Show History



The Christmas Schooner is based on the true story of the Rouse Simmons, a Great Lakes schooner that sunk in a violent storm on Lake Michigan in 1912. The Rouse Simmons was known affectionately as The Christmas Tree Ship because it was one of the many ships that transported fir trees from Michigan's Upper Peninsula to Chicago's German immigrants during the late nineteenth century. Legends and superstitions have grown up around the wreck (as is common in seafaring culture), and some people claim to see ghosts where it crashed. Part of the mystique of the Rouse Simmons comes from the fact that it washed up on the shore with no crew, but its cargo of Christmas trees was still intact.


The Christmas Schooner premiered at Bailiwick Repertory Theatre in 1995. A more-than-twenty-year continuous seasonal run has followed, as well as successful productions in the Midwest, Texas and California.

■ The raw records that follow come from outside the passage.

//! Validation error types
//!
//! Rule codes:
//! - REG_TOO_SHORT
//! - REG_INVALID_CHARACTERS
//! - REG_INVALID_EMAIL
//! - REG_MISSING_DATE
//! - REG_UNDERAGE
//! - REG_INVALID_POSTAL_CODE
//!
//! Validation failures are never fatal: the form stays editable.

use std::collections::BTreeMap;
use std::fmt;

use super::types::Field;

/// Which rule a field value broke
#[derive(Debug, Clone, Copy, PartialEq, Eq)]
pub enum RuleViolation {
    /// Shorter than the minimum length
    TooShort,
    /// Characters outside the name alphabet
    InvalidCharacters,
    /// Not shaped like an email address
    InvalidEmail,
    /// Birth date not set
    MissingDate,
    /// Younger than the minimum age
    Underage,
    /// Not exactly five digits
    InvalidPostalCode,
}

impl RuleViolation {
    /// Returns the stable rule code
    pub fn code(&self) -> &'static str {
        match self {
            RuleViolation::TooShort => "REG_TOO_SHORT",
            RuleViolation::InvalidCharacters => "REG_INVALID_CHARACTERS",
            RuleViolation::InvalidEmail => "REG_INVALID_EMAIL",
            RuleViolation::MissingDate => "REG_MISSING_DATE",
            RuleViolation::Underage => "REG_UNDERAGE",
            RuleViolation::InvalidPostalCode => "REG_INVALID_POSTAL_CODE",
        }
    }
}

impl fmt::Display for RuleViolation {
    fn fmt(&self, f: &mut fmt::Formatter<'_>) -> fmt::Result {
        write!(f, "{}", self.code())
    }
}

/// A single failing field and the message to show beside it
#[derive(Debug, Clone, PartialEq, Eq)]
pub struct FieldError {
    field: Field,
    violation: RuleViolation,
    message: String,
}

impl FieldError {
    pub fn new(field: Field, violation: RuleViolation, message: impl Into<String>) -> Self {
        Self {
            field,
            violation,
            message: message.into(),
        }
    }

    pub fn field(&self) -> Field {
        self.field
    }

    pub fn violation(&self) -> RuleViolation {
        self.violation
    }

    pub fn message(&self) -> &str {
        &self.message
    }
}

impl fmt::Display for FieldError {
    fn fmt(&self, f: &mut fmt::Formatter<'_>) -> fmt::Result {
        write!(f, "field '{}': {} ({})", self.field, self.message, self.violation)
    }
}

/// Per-field validation failures, at most one per field, kept in field order.
#[derive(Debug, Clone, Default, PartialEq, Eq)]
pub struct FieldErrors {
    errors: Vec<FieldError>,
}

impl FieldErrors {
    pub fn new() -> Self {
        Self::default()
    }

    /// Records an error, replacing any earlier one for the same field.
    pub fn insert(&mut self, error: FieldError) {
        self.remove(error.field);
        let pos = self
            .errors
            .iter()
            .position(|e| e.field > error.field)
            .unwrap_or(self.errors.len());
        self.errors.insert(pos, error);
    }

    /// Drops the error for a field, if any
    pub fn remove(&mut self, field: Field) {
        self.errors.retain(|e| e.field != field);
    }

    pub fn clear(&mut self) {
        self.errors.clear();
    }

    /// Returns the error for a field
    pub fn get(&self, field: Field) -> Option<&FieldError> {
        self.errors.iter().find(|e| e.field == field)
    }

    /// Returns the message for a field
    pub fn message(&self, field: Field) -> Option<&str> {
        self.get(field).map(FieldError::message)
    }

    pub fn contains(&self, field: Field) -> bool {
        self.get(field).is_some()
    }

    pub fn is_empty(&self) -> bool {
        self.errors.is_empty()
    }

    pub fn len(&self) -> usize {
        self.errors.len()
    }

    pub fn iter(&self) -> impl Iterator<Item = &FieldError> {
        self.errors.iter()
    }

    /// Field name to message, as the presentation layer consumes it
    pub fn to_map(&self) -> BTreeMap<&'static str, String> {
        self.errors
            .iter()
            .map(|e| (e.field.name(), e.message.clone()))
            .collect()
    }
}

impl fmt::Display for FieldErrors {
    fn fmt(&self, f: &mut fmt::Formatter<'_>) -> fmt::Result {
        write!(f, "{} field(s) failed validation", self.errors.len())?;
        for error in &self.errors {
            write!(f, "; {}", error)?;
        }
        Ok(())
    }
}

impl std::error::Error for FieldErrors {}

impl<'a> IntoIterator for &'a FieldErrors {
    type Item = &'a FieldError;
    type IntoIter = std::slice::Iter<'a, FieldError>;

    fn into_iter(self) -> Self::IntoIter {
        self.errors.iter()
    }
}

#[cfg(test)]
mod tests {
    use super::*;

    #[test]
    fn test_rule_codes() {
        assert_eq!(RuleViolation::TooShort.code(), "REG_TOO_SHORT");
        assert_eq!(RuleViolation::InvalidCharacters.code(), "REG_INVALID_CHARACTERS");
        assert_eq!(RuleViolation::InvalidEmail.code(), "REG_INVALID_EMAIL");
        assert_eq!(RuleViolation::MissingDate.code(), "REG_MISSING_DATE");
        assert_eq!(RuleViolation::Underage.code(), "REG_UNDERAGE");
        assert_eq!(RuleViolation::InvalidPostalCode.code(), "REG_INVALID_POSTAL_CODE");
    }

    #[test]
    fn test_errors_kept_in_field_order() {
        let mut errors = FieldErrors::new();
        errors.insert(FieldError::new(Field::PostalCode, RuleViolation::InvalidPostalCode, "pc"));
        errors.insert(FieldError::new(Field::FirstName, RuleViolation::TooShort, "fn"));
        errors.insert(FieldError::new(Field::Email, RuleViolation::InvalidEmail, "em"));

        let order: Vec<Field> = errors.iter().map(|e| e.field()).collect();
        assert_eq!(order, vec![Field::FirstName, Field::Email, Field::PostalCode]);
    }

    #[test]
    fn test_insert_replaces_existing() {
        let mut errors = FieldErrors::new();
        errors.insert(FieldError::new(Field::City, RuleViolation::TooShort, "short"));
        errors.insert(FieldError::new(Field::City, RuleViolation::InvalidCharacters, "chars"));

        assert_eq!(errors.len(), 1);
        assert_eq!(errors.message(Field::City), Some("chars"));
    }

    #[test]
    fn test_display_names_fields() {
        let mut errors = FieldErrors::new();
        errors.insert(FieldError::new(Field::Email, RuleViolation::InvalidEmail, "bad"));
        let display = errors.to_string();
        assert!(display.contains("email"));
        assert!(display.contains("REG_INVALID_EMAIL"));
    }
}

The Mercury Theater in Chicago mounted a production in 2011. This was the first major production of The Christmas Schooner in the Chicago city limits since the Bailiwick Repertory Theatre in 2008. It began previews on November 16, 2011, and opened on November 19, 2011.

Cultural Influence

  • Painter, Charles Vickery, did a famous painting of the Rouse Simmons that was an inspiration for the musical.
  • The Christmas Schooner wrecked on the coast of Two Rivers, Wisconsin. The ship's legacy lives on in the area, with frequent ghost sightings and tourist attractions along its final route.
  • A cast recording was made of the Bailiwick Repertory Theatre production that has set records with its run.